In Canada, Metro is among one of the most recognizable grocery brands. The demand for essential day-to-day goods remains stable, regardless of market conditions. Potent grocery stocks such as Metro are solid bets for weathering the effects of the upcoming recession.
Aside from a massive footprint across the country, another factor that favours Metro stock is its record of maintaining stable growth momentum over the past six consecutive years, reporting a net increase in income annually.
With the recent $4.5 billion acquisition of the pharmacy giant Jean Coutu, the company has managed to expand its retail presence exponentially. It holds the potential to increase sales through cross-merchandizing significantly.
With the acquiring of Jean Coutu, the company expects a combined revenue of $16 billion and annual savings of $75 million after three years.
Open Text is the leading software company in Canada in the creation and distribution of enterprise information management software. While many B2B companies tend to see their stocks fall in value during a recession, the history of Open Text’s performance shows it to be a definite exception.
It handled the effects of the 2008 financial crisis reasonably well, with its stocks increasing in value from $10.5 at the start of 2010 to $27.6 at the beginning of 2014. At the time of this writing, the stock value is at $57.70. In the same period, the company’s revenue grew from $311 million to $908 million.

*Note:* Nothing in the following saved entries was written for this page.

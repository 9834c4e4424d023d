//! The `stockmeta models` command: the static model catalog.

use clap::Args;
use stockmeta_core::{available_models, AiFactory, Config};

/// Arguments for the `models` command.
#[derive(Args, Debug)]
pub struct ModelsArgs {
    /// Only list this provider's models
    pub provider: Option<String>,
}

/// Execute the models command.
pub fn execute(args: ModelsArgs, config: &Config) -> anyhow::Result<()> {
    let factory = AiFactory::from_config(config);
    let providers: Vec<&str> = match args.provider.as_deref() {
        Some(name) if factory.providers().contains(&name) => vec![name],
        Some(name) => anyhow::bail!(
            "Unknown provider '{name}' (available: {})",
            factory.providers().join(", ")
        ),
        None => factory.providers(),
    };

    for provider in providers {
        println!("{provider}:");
        for model in available_models(provider) {
            println!("  {provider}/{model}");
        }
    }
    println!("\nDefault: {}", config.generation.default_model);
    Ok(())
}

As the sheer scale of data being transferred over the internet grows exponentially, and businesses increasingly rely on making sense of these data to gain useful insights, demand for data management solutions such as one Open Text offers will only continue to grow in the future.
There are many reasons why the oil and gas company Pembina presents itself as a safe and secure investment in case of a recession. The first is that the need for energy is perpetual, and, by extension, demand for oil and gas is unlikely to fall, even as markets contract.
Second is Pembina, which, thanks to its steady cash flow, has pursued an aggressive acquisition policy recently, consolidating its hold in the production, distribution, and transportation of oil and gas across Western Canada.
Lastly is the company’s growing financial profile. Its total revenue has increased from $4.26 billion to $7.2 billion and more than doubled its earnings per share between FY 2016 to FY 2018. Last year, it’s stock also outperformed the TSX Energy Index — going up 21%.
Thanks to growing demand in each of their sectors, solid track records of past financial performance, and sound business acquisitions, each of these three stocks is expected to perform well, even in the face of a possible recession. Because of their reliability and low risk, they also make perfect buy-and-hold stocks.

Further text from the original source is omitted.